(PROVIDED RECORDS Opens)
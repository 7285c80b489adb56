//! Conversion of raw values into typed values
//!
//! Every conversion is strict: the complete value (apart from surrounding whitespace) has to be
//! consumed, otherwise the conversion fails. Values like `42abc` are therefore rejected instead of
//! being read as `42`.

use crate::classify::trim;
use core::num::IntErrorKind;
use thiserror_no_std::Error;

/// The reasons for which a raw value could not be converted
#[derive(Debug, Error, Eq, PartialEq, Copy, Clone)]
pub enum ConversionError {
    /// The value does not start with anything that could be converted
    #[error("The value does not contain a number")]
    NoConversion,
    /// The value starts with a number but has other characters after it
    #[error("The value has trailing characters after the number")]
    TrailingCharacters,
    /// The number does not fit into the requested type
    #[error("The number is out of range for the requested type")]
    Overflow,
    /// The value is none of `true`, `yes`, `1`, `false`, `no` or `0`
    #[error("The value is not a boolean")]
    NotABoolean,
    /// The destination cannot hold the value together with its terminating NUL byte
    #[error("The value needs {needed} bytes but the destination only holds {capacity}")]
    DestinationTooSmall { needed: usize, capacity: usize },
}

/// Types that can be converted from a raw ini value
pub trait FromIniValue: Sized {
    /// Convert `raw`, which may still be surrounded by whitespace
    fn from_ini_value(raw: &[u8]) -> Result<Self, ConversionError>;
}

/// Convert a raw value into `T`
pub fn parse_value<T: FromIniValue>(raw: &[u8]) -> Result<T, ConversionError> {
    T::from_ini_value(raw)
}

/// Copy a trimmed raw value into `dest` and terminate it with a NUL byte.
///
/// Returns the copied value without its terminator.
pub fn copy_value<'d>(raw: &[u8], dest: &'d mut [u8]) -> Result<&'d [u8], ConversionError> {
    let value = trim(raw);
    if value.len() + 1 > dest.len() {
        return Err(ConversionError::DestinationTooSmall {
            needed: value.len() + 1,
            capacity: dest.len(),
        });
    }
    dest[..value.len()].copy_from_slice(value);
    dest[value.len()] = 0;
    Ok(&dest[..value.len()])
}

const TRUE_WORDS: [&[u8]; 3] = [b"true", b"yes", b"1"];
const FALSE_WORDS: [&[u8]; 3] = [b"false", b"no", b"0"];

impl FromIniValue for bool {
    fn from_ini_value(raw: &[u8]) -> Result<Self, ConversionError> {
        let value = trim(raw);
        if TRUE_WORDS.iter().any(|w| w.eq_ignore_ascii_case(value)) {
            Ok(true)
        } else if FALSE_WORDS.iter().any(|w| w.eq_ignore_ascii_case(value)) {
            Ok(false)
        } else {
            Err(ConversionError::NotABoolean)
        }
    }
}

/// Length of the leading `[sign]digits` part of `text` or 0 if there are no digits
fn integer_prefix_len(text: &[u8], allow_minus: bool) -> usize {
    let sign = match text.first() {
        Some(b'+') => 1,
        Some(b'-') if allow_minus => 1,
        _ => 0,
    };
    let digits = text[sign..].iter().take_while(|c| c.is_ascii_digit()).count();
    if digits == 0 {
        0
    } else {
        sign + digits
    }
}

/// Check that `text` is exactly one (optionally signed) decimal integer
fn integer_text(raw: &[u8], signed: bool) -> Result<&str, ConversionError> {
    let text = trim(raw);
    match integer_prefix_len(text, signed) {
        0 => Err(ConversionError::NoConversion),
        n if n < text.len() => Err(ConversionError::TrailingCharacters),
        // only ascii signs and digits remain
        _ => core::str::from_utf8(text).map_err(|_| ConversionError::NoConversion),
    }
}

macro_rules! impl_from_ini_value_for_int {
    ($signed:expr => $($t:ty),+) => {
        $(
            impl FromIniValue for $t {
                fn from_ini_value(raw: &[u8]) -> Result<Self, ConversionError> {
                    integer_text(raw, $signed)?
                        .parse::<$t>()
                        .map_err(|e| match e.kind() {
                            IntErrorKind::PosOverflow | IntErrorKind::NegOverflow => {
                                ConversionError::Overflow
                            }
                            _ => ConversionError::NoConversion,
                        })
                }
            }
        )+
    };
}

impl_from_ini_value_for_int!(true => i8, i16, i32, i64, isize);
impl_from_ini_value_for_int!(false => u8, u16, u32, u64, usize);

/// Length of the leading floating point number in `text` or 0 if it does not start with one
fn float_prefix_len(text: &[u8]) -> usize {
    let mut i = match text.first() {
        Some(b'+' | b'-') => 1,
        _ => 0,
    };

    for word in [&b"infinity"[..], b"inf", b"nan"] {
        if text
            .get(i..i + word.len())
            .is_some_and(|t| t.eq_ignore_ascii_case(word))
        {
            return i + word.len();
        }
    }

    let count_digits = |from: usize| text[from..].iter().take_while(|c| c.is_ascii_digit()).count();
    let int_digits = count_digits(i);
    i += int_digits;
    let mut frac_digits = 0;
    if text.get(i) == Some(&b'.') {
        frac_digits = count_digits(i + 1);
        if int_digits + frac_digits > 0 {
            i += 1 + frac_digits;
        }
    }
    if int_digits + frac_digits == 0 {
        return 0;
    }

    // an exponent only counts if it has digits
    if matches!(text.get(i), Some(b'e' | b'E')) {
        let sign = usize::from(matches!(text.get(i + 1), Some(b'+' | b'-')));
        let exp_digits = count_digits(i + 1 + sign);
        if exp_digits > 0 {
            i += 1 + sign + exp_digits;
        }
    }
    i
}

fn float_text(raw: &[u8]) -> Result<&str, ConversionError> {
    let text = trim(raw);
    match float_prefix_len(text) {
        0 => Err(ConversionError::NoConversion),
        n if n < text.len() => Err(ConversionError::TrailingCharacters),
        _ => core::str::from_utf8(text).map_err(|_| ConversionError::NoConversion),
    }
}

macro_rules! impl_from_ini_value_for_float {
    ($($t:ty),+) => {
        $(
            impl FromIniValue for $t {
                fn from_ini_value(raw: &[u8]) -> Result<Self, ConversionError> {
                    let text = float_text(raw)?;
                    let value = text
                        .parse::<$t>()
                        .map_err(|_| ConversionError::NoConversion)?;
                    let is_inf_literal = text
                        .trim_start_matches(|c: char| c == '+' || c == '-')
                        .as_bytes()
                        .first()
                        .is_some_and(|c| c.eq_ignore_ascii_case(&b'i'));
                    if value.is_infinite() && !is_inf_literal {
                        return Err(ConversionError::Overflow);
                    }
                    Ok(value)
                }
            }
        )+
    };
}

impl_from_ini_value_for_float!(f32, f64);
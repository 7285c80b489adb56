//! Scanning for a key inside the current section (or the whole document)

use crate::classify::{classify, names_equal, LineKind};
use crate::error::LookupError;
use crate::line::{read_line, LineRead};
use crate::state::ScanState;
use crate::store::Store;
use core::ops::Range;
use core::task::Poll;
use log::{debug, trace};

/// Examine the next line of the document and check whether it assigns `key`.
///
/// If the lookup is `scoped` to a section, the search ends with [`LookupError::KeyNotFound`] at the
/// next section header since keys only belong to the section they appear in. Unscoped lookups
/// skip over headers and search the whole document. On success the returned range locates the
/// trimmed value inside `buf`.
pub(crate) fn locate_key<S: Store + ?Sized>(
    store: &mut S,
    buf: &mut [u8],
    key: &str,
    scoped: bool,
    case_sensitive: bool,
    state: &mut ScanState,
) -> Poll<Result<Range<usize>, LookupError>> {
    if key.is_empty() {
        return Poll::Ready(Err(LookupError::KeyNotFound));
    }

    let offset = state.resume_offset;
    let len = match read_line(store, buf, offset) {
        Err(e) => return Poll::Ready(Err(e.into())),
        Ok(LineRead::EndOfStream) => {
            debug!("key {key} does not exist");
            return Poll::Ready(Err(LookupError::KeyNotFound));
        }
        Ok(LineRead::Line { len, next_offset }) => {
            state.resume_offset = next_offset;
            len
        }
    };

    let line = &buf[..len];
    match classify(line) {
        LineKind::SectionHeader { .. } if scoped => {
            debug!("key {key} does not exist, next section starts at offset {offset}");
            Poll::Ready(Err(LookupError::KeyNotFound))
        }
        LineKind::KeyValue { key: name, value }
            if names_equal(&line[name.clone()], key.as_bytes(), case_sensitive) =>
        {
            debug!("found key {key} at offset {offset}");
            Poll::Ready(Ok(value))
        }
        kind => {
            trace!("skipping {kind:?} line at offset {offset} while looking for key {key}");
            Poll::Pending
        }
    }
}
use std::net::SocketAddr;
use std::sync::Arc;

use axum::{
    extract::{
        ws::{Message, WebSocket},
        State, WebSocketUpgrade,
    },
    response::IntoResponse,
    routing::get,
    Json, Router,
};
use dashmap::DashMap;
use futures_util::{stream::StreamExt, SinkExt};
use parking_lot::Mutex as P_Mutex;
use serde_json::json;
use tokio::sync::mpsc;
use tracing::{info, warn};

use card_room_core::{
    ClientMessage, PlayerId, RoomError, RoomState, RoomStatus, ServerMessage,
};

// 服务器全局状态。整个进程只有一个房间，
// 房间在启动时创建并以句柄形式传入各个连接任务。
struct AppState {
    room: Room,
}

// 房间聚合 + 订阅者注册表。
// state 锁串行化所有状态机转换：两个事件绝不会在同一次转换内交错。
// 锁内只计算，不做任何 await；消息在释放锁之后才投递。
struct Room {
    state: P_Mutex<RoomState>,
    // 将 PlayerId 映射到具体的网络连接（发往该玩家写任务的通道）
    connections: DashMap<PlayerId, mpsc::Sender<ServerMessage>>,
}

impl Room {
    fn new() -> Self {
        Room {
            state: P_Mutex::new(RoomState::new()),
            connections: DashMap::new(),
        }
    }
}

type SharedState = Arc<AppState>;

#[tokio::main]
async fn main() {
    tracing_subscriber::fmt::init();

    let state = SharedState::new(AppState { room: Room::new() });

    let app = Router::new()
        .route("/ws", get(websocket_handler))
        .route("/api/game-status", get(game_status))
        .route("/api/health", get(health))
        .with_state(state);

    let port: u16 = std::env::var("PORT")
        .ok()
        .and_then(|p| p.parse().ok())
        .unwrap_or(3001);
    let addr = SocketAddr::from(([0, 0, 0, 0], port));
    info!("服务器正在监听 {}", addr);
    axum::serve(tokio::net::TcpListener::bind(addr).await.unwrap(), app)
        .await
        .unwrap();
}

/// 只读的房间状态查询，不触发任何状态机转换
async fn game_status(State(state): State<SharedState>) -> Json<RoomStatus> {
    Json(state.room.state.lock().status())
}

async fn health() -> Json<serde_json::Value> {
    Json(json!({ "status": "ok" }))
}

/// 处理 WebSocket 连接请求
async fn websocket_handler(
    ws: WebSocketUpgrade,
    State(state): State<SharedState>,
) -> impl IntoResponse {
    ws.on_upgrade(|socket| handle_socket(socket, state))
}

/// 处理单个 WebSocket 连接的生命周期
async fn handle_socket(socket: WebSocket, state: SharedState) {
    let (mut sender, mut receiver) = socket.split();

    // 创建一个 MPSC 通道，用于从其他任务接收要发送的消息
    let (tx, mut rx) = mpsc::channel::<ServerMessage>(32);

    // 启动一个新任务，专门负责将 MPSC 通道中的消息发送到 WebSocket
    tokio::spawn(async move {
        while let Some(msg) = rx.recv().await {
            let payload = serde_json::to_string(&msg).unwrap();
            if sender.send(Message::Text(payload.into())).await.is_err() {
                // 发送失败，说明客户端已断开，退出任务
                break;
            }
        }
    });

    // 当前连接绑定的玩家，入座成功后填充。
    // 一个连接至多对应一个玩家。
    let mut player_context: Option<PlayerId> = None;

    // 主循环，处理从客户端接收到的消息
    while let Some(Ok(msg)) = receiver.next().await {
        if let Message::Text(text) = msg {
            match serde_json::from_str::<ClientMessage>(&text) {
                Ok(client_msg) => {
                    handle_client_message(client_msg, &state, &tx, &mut player_context).await;
                }
                Err(e) => {
                    // 坏请求只记日志，绝不让它弄崩网关
                    warn!("解析消息失败: {}", e);
                    let _ = tx
                        .send(ServerMessage::Error {
                            message: "无法解析的消息".to_string(),
                        })
                        .await;
                }
            }
        }
    }

    // 客户端断开连接，执行清理工作
    if let Some(player_id) = player_context {
        handle_disconnect(&state, player_id).await;
    }
    info!("客户端连接关闭");
}

/// 核心事件路由：校验 → 状态机转换 → 派发视图。
///
/// 所有转换都在房间锁内完成并在锁内取好要发的数据，
/// 广播在锁外进行，单个订阅者投递失败不影响其他订阅者。
async fn handle_client_message(
    msg: ClientMessage,
    state: &SharedState,
    tx: &mpsc::Sender<ServerMessage>,
    context: &mut Option<PlayerId>,
) {
    match msg {
        ClientMessage::Join { name } => {
            if context.is_some() {
                let _ = tx
                    .send(ServerMessage::Error {
                        message: "你已经在房间里了".to_string(),
                    })
                    .await;
                return;
            }

            let outcome = {
                let mut room = state.room.state.lock();
                room.join(name).map(|player| (player, room.roster()))
            };
            match outcome {
                Ok((player, roster)) => {
                    state.room.connections.insert(player.id, tx.clone());
                    *context = Some(player.id);
                    info!("{} 入座（{} 号位）", player.name, roster.len());

                    // 私发本人记录，再向全房间广播新花名册
                    let _ = tx.send(ServerMessage::Joined { player }).await;
                    broadcast(&state.room, &ServerMessage::RosterUpdated { players: roster });
                }
                // 入座被拒只通知请求者本人
                Err(RoomError::RoomFull) => {
                    let _ = tx.send(ServerMessage::RoomFull).await;
                }
                Err(RoomError::GameInProgress) => {
                    let _ = tx.send(ServerMessage::GameInProgress).await;
                }
                Err(e) => {
                    let _ = tx.send(ServerMessage::Error { message: e.to_string() }).await;
                }
            }
        }
        ClientMessage::Ready => {
            let Some(player_id) = *context else {
                let _ = tx
                    .send(ServerMessage::Error {
                        message: "请先入座".to_string(),
                    })
                    .await;
                return;
            };

            let outcome = {
                let mut room = state.room.state.lock();
                room.set_ready(player_id)
                    .map(|start| (start, room.roster(), room.current_turn))
            };
            match outcome {
                Ok((start, roster, current_turn)) => {
                    broadcast(
                        &state.room,
                        &ServerMessage::RosterUpdated { players: roster.clone() },
                    );

                    if let Some(start) = start {
                        info!("所有玩家已准备，开局，首先行动：{}", start.current_turn);

                        // 手牌必须逐个玩家私发，绝不广播
                        for (pid, hand) in start.hands {
                            send_to(&state.room, pid, ServerMessage::RoundStarted {
                                hand,
                                current_turn: start.current_turn,
                            });
                        }
                        broadcast(
                            &state.room,
                            &ServerMessage::StateUpdated { players: roster, current_turn },
                        );
                    }
                }
                Err(e) => {
                    let _ = tx.send(ServerMessage::Error { message: e.to_string() }).await;
                }
            }
        }
        ClientMessage::Play { indices } => {
            let Some(player_id) = *context else {
                let _ = tx
                    .send(ServerMessage::Error {
                        message: "请先入座".to_string(),
                    })
                    .await;
                return;
            };

            let outcome = {
                let mut room = state.room.state.lock();
                room.play_cards(player_id, &indices)
                    .map(|out| (out, room.roster(), room.current_turn))
            };
            match outcome {
                Ok((out, roster, current_turn)) => {
                    broadcast(
                        &state.room,
                        &ServerMessage::CardsPlayed {
                            player_id: out.player_id,
                            player_name: out.player_name.clone(),
                            cards: out.cards.clone(),
                        },
                    );
                    broadcast(
                        &state.room,
                        &ServerMessage::StateUpdated { players: roster, current_turn },
                    );

                    if let Some(winner) = out.winner {
                        info!("{} 打空手牌获胜，本局结束", winner);
                        broadcast(&state.room, &ServerMessage::RoundEnded { winner });
                    }
                }
                // 前置条件失败（没轮到、没开局、索引不合法）回给行动者本人
                Err(e) => {
                    let _ = tx.send(ServerMessage::Error { message: e.to_string() }).await;
                }
            }
        }
    }
}

/// 玩家断开连接后的处理：离座，必要时中止并重置本局
async fn handle_disconnect(state: &SharedState, player_id: PlayerId) {
    state.room.connections.remove(&player_id);

    let outcome = {
        let mut room = state.room.state.lock();
        room.leave(player_id).map(|out| (out, room.roster()))
    };
    if let Some((out, roster)) = outcome {
        info!("{} 离座", out.player.name);
        broadcast(&state.room, &ServerMessage::RosterUpdated { players: roster });
        if out.aborted {
            broadcast(
                &state.room,
                &ServerMessage::RoundAborted {
                    reason: "有玩家离开了牌局".to_string(),
                },
            );
        }
    }
}

/// 向房间内所有订阅者广播消息。
/// 投递是 fire-and-forget 的 `try_send`：某个订阅者缓冲已满或已经
/// 断开时，丢弃发给它的这一条并记日志，绝不阻塞、也绝不影响对
/// 其余订阅者的投递。断开的连接由其自己的 handle_socket 任务清理。
fn broadcast(room: &Room, message: &ServerMessage) {
    for entry in room.connections.iter() {
        if entry.value().try_send(message.clone()).is_err() {
            warn!("向玩家 {} 投递消息失败（缓冲已满或已断开）", entry.key());
        }
    }
}

/// 向单个玩家私发消息（用于手牌等保密内容）
fn send_to(room: &Room, player_id: PlayerId, message: ServerMessage) {
    if let Some(conn) = room.connections.get(&player_id) {
        if conn.value().try_send(message).is_err() {
            warn!("向玩家 {} 私发消息失败（缓冲已满或已断开）", player_id);
        }
    }
}

// --- 单元测试 ---
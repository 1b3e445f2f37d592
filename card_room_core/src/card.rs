use rand::prelude::SliceRandom;
use serde::{Deserialize, Serialize};
use std::fmt;
// --- 核心数据结构定义 ---

/// 花色 (Suit)
#[derive(Debug, PartialEq, Eq, PartialOrd, Ord, Hash, Clone, Copy, Serialize, Deserialize)]
pub enum Suit {
    Heart,   // 红心 ♥️
    Diamond, // 方块 ♦️
    Club,    // 梅花 ♣️
    Spade,   // 黑桃 ♠️
}

impl Suit {
    pub const ALL: [Suit; 4] = [Suit::Heart, Suit::Diamond, Suit::Club, Suit::Spade];
}

/// 点数 (Rank)
/// Ord 的派生让 Ace 是最大的
#[derive(Debug, PartialEq, Eq, PartialOrd, Ord, Hash, Clone, Copy, Serialize, Deserialize)]
pub enum Rank {
    Two,
    Three,
    Four,
    Five,
    Six,
    Seven,
    Eight,
    Nine,
    Ten,
    Jack,
    Queen,
    King,
    Ace,
}

impl Rank {
    pub const ALL: [Rank; 13] = [
        Rank::Two,
        Rank::Three,
        Rank::Four,
        Rank::Five,
        Rank::Six,
        Rank::Seven,
        Rank::Eight,
        Rank::Nine,
        Rank::Ten,
        Rank::Jack,
        Rank::Queen,
        Rank::King,
        Rank::Ace,
    ];
}

/// 单张扑克牌 (Card)
#[derive(Debug, PartialEq, Eq, PartialOrd, Ord, Hash, Clone, Copy, Serialize, Deserialize)]
pub struct Card {
    pub rank: Rank,
    pub suit: Suit,
}

impl Card {
    pub fn new(rank: Rank, suit: Suit) -> Card {
        Card { rank, suit }
    }
}

// --- 牌堆生成 ---

/// 按固定顺序生成一副完整的 52 张牌，每种 (花色, 点数) 组合恰好一张。
pub fn standard_deck() -> Vec<Card> {
    let mut deck = Vec::with_capacity(52);
    for suit in Suit::ALL {
        for rank in Rank::ALL {
            deck.push(Card { rank, suit });
        }
    }
    deck
}

/// 生成一副洗好的牌。
///
/// `SliceRandom::shuffle` 内部是 Fisher–Yates 算法，
/// 在所有 52! 种排列上均匀分布，不会引入洗牌偏差。
pub fn shuffled_deck() -> Vec<Card> {
    let mut deck = standard_deck();
    deck.shuffle(&mut rand::rng());
    deck
}

// --- 实现辅助功能 ---

impl fmt::Display for Suit {
    fn fmt(&self, f: &mut fmt::Formatter) -> fmt::Result {
        write!(f, "{}", match self {
            Suit::Heart => "♥️",
            Suit::Diamond => "♦️",
            Suit::Club => "♣️",
            Suit::Spade => "♠️",
        })
    }
}

impl fmt::Display for Rank {
    fn fmt(&self, f: &mut fmt::Formatter) -> fmt::Result {
        write!(f, "{}", match self {
            Rank::Two => "2",
            Rank::Three => "3",
            Rank::Four => "4",
            Rank::Five => "5",
            Rank::Six => "6",
            Rank::Seven => "7",
            Rank::Eight => "8",
            Rank::Nine => "9",
            Rank::Ten => "T",
            Rank::Jack => "J",
            Rank::Queen => "Q",
            Rank::King => "K",
            Rank::Ace => "A",
        })
    }
}

impl fmt::Display for Card {
    fn fmt(&self, f: &mut fmt::Formatter) -> fmt::Result {
        write!(f, "{}{}", self.suit, self.rank)
    }
}

// --- 单元测试 ---
use crate::card::Card;
use serde::{Deserialize, Serialize};
use uuid::Uuid;

pub type PlayerId = Uuid;

/// 每个房间最多容纳的玩家数
pub const ROOM_CAPACITY: usize = 4;

/// 房间的单例聚合状态。
///
/// 进程启动时创建一次，由服务端持有并以句柄形式传入网关，
/// 所有 §状态机 转换都通过它进行。`players` 的顺序就是座位顺序
/// （即加入顺序），出牌轮转按这个顺序进行。
#[derive(Debug, Clone, Serialize, Deserialize)]
pub struct RoomState {
    pub players: Vec<Player>, // 座位顺序 = 加入顺序
    pub capacity: usize,
    pub in_progress: bool,
    // 当前应该行动的玩家。不变式：Some 时必须指向 players 中的玩家；
    // in_progress == false 时必须为 None。
    pub current_turn: Option<PlayerId>,
}

#[derive(Debug, Clone, Serialize, Deserialize)]
pub struct Player {
    pub id: PlayerId,
    pub name: String,
    // 开局发一次，之后随出牌单调缩短，永不增长
    pub hand: Vec<Card>,
    pub ready: bool,
}

/// 公开的花名册条目。只暴露手牌张数，绝不暴露手牌内容 —
/// 手牌只私发给持有者本人，这是保密性不变式而不只是UI约定。
#[derive(Debug, Clone, Serialize, Deserialize, PartialEq, Eq)]
pub struct PlayerSummary {
    pub id: PlayerId,
    pub name: String,
    pub ready: bool,
    pub card_count: usize,
}

/// 只读的房间快照，供非实时的状态查询接口使用
#[derive(Debug, Clone, Serialize, Deserialize, PartialEq, Eq)]
pub struct RoomStatus {
    pub player_count: usize,
    pub capacity: usize,
    pub in_progress: bool,
}

// --- RoomState 的实现方法 ---

impl RoomState {
    pub fn new() -> Self {
        RoomState {
            players: Vec::new(),
            capacity: ROOM_CAPACITY,
            in_progress: false,
            current_turn: None,
        }
    }

    /// 按座位顺序生成公开花名册
    pub fn roster(&self) -> Vec<PlayerSummary> {
        self.players
            .iter()
            .map(|p| PlayerSummary {
                id: p.id,
                name: p.name.clone(),
                ready: p.ready,
                card_count: p.hand.len(),
            })
            .collect()
    }

    pub fn status(&self) -> RoomStatus {
        RoomStatus {
            player_count: self.players.len(),
            capacity: self.capacity,
            in_progress: self.in_progress,
        }
    }

    /// 查找玩家的座位索引
    pub(crate) fn seat_of(&self, player_id: PlayerId) -> Option<usize> {
        self.players.iter().position(|p| p.id == player_id)
    }
}

impl Default for RoomState {
    fn default() -> Self {
        Self::new()
    }
}
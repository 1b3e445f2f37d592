//! # 共享牌桌核心逻辑库
//!
//! 这个 `core` crate 包含了共享牌桌游戏的所有核心状态管理：
//! 牌堆生成与洗牌、发牌、房间状态机（入座、准备、出牌、胜负判定、
//! 断线重置），以及客户端-服务器通信消息的定义。
//! 它的设计目标是与具体实现（如网络服务器、客户端UI）解耦，
//! 使其可以被任何上层应用复用。

mod card;
mod error;
mod logic;
mod message;
mod state;

pub use card::*;

pub use error::*;

pub use logic::*;

pub use message::*;

pub use state::*;
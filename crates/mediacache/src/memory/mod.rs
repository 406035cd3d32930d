//! # Memory Tier
//!
//! Bounded in-memory caching with separate encoded and decoded tiers.

pub mod codec;
mod tiered;

pub use codec::{CacheCodec, DeflateCodec, IdentityCodec};
pub use tiered::{CacheStats, Evicted, EvictionHook, TieredMemoryCache};
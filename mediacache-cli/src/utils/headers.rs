use reqwest::header::{HeaderMap, HeaderName, HeaderValue};
use tracing::{debug, warn};

/// Parse a header string in format "Name: Value" and add it to the HeaderMap
fn parse_and_add_header(headers: &mut HeaderMap, header_str: &str) {
    let Some((name, value)) = header_str.split_once(':') else {
        warn!("Invalid header format: '{}'. Expected 'Name: Value'", header_str);
        return;
    };
    let (name, value) = (name.trim(), value.trim());

    let Ok(header_name) = HeaderName::from_bytes(name.as_bytes()) else {
        warn!("Invalid header name: '{}'", name);
        return;
    };

    let Ok(header_value) = HeaderValue::from_str(value) else {
        warn!("Invalid header value: '{}'", value);
        return;
    };

    debug!("Adding header: {}: {}", name, value);
    headers.insert(header_name, header_value);
}

/// Parse a collection of header strings and return a HeaderMap
pub fn parse_headers(header_strings: &[String]) -> HeaderMap {
    let mut headers = HeaderMap::new();

    for header_str in header_strings {
        parse_and_add_header(&mut headers, header_str);
    }

    headers
}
(PROVIDED RECORDS Closes)
WHAT IS BEING ASKED -
Give the lines again, exactly as they stand, from the beginning of the data through the line with "terminating NUL byte".

COMPLETED EXERCISE -
repository 7285c80b489adb56
//! Conversion of raw values into typed values
//!
//! Every conversion is strict: the complete value (apart from surrounding whitespace) has to be
//! consumed, otherwise the conversion fails. Values like `42abc` are therefore rejected instead of
//! being read as `42`.

use crate::classify::trim;
use core::num::IntErrorKind;
use thiserror_no_std::Error;

/// The reasons for which a raw value could not be converted
#[derive(Debug, Error, Eq, PartialEq, Copy, Clone)]
pub enum ConversionError {
    /// The value does not start with anything that could be converted
    #[error("The value does not contain a number")]
    NoConversion,
    /// The value starts with a number but has other characters after it
    #[error("The value has trailing characters after the number")]
    TrailingCharacters,
    /// The number does not fit into the requested type
    #[error("The number is out of range for the requested type")]
    Overflow,
    /// The value is none of `true`, `yes`, `1`, `false`, `no` or `0`
    #[error("The value is not a boolean")]
    NotABoolean,
    /// The destination cannot hold the value together with its terminating NUL byte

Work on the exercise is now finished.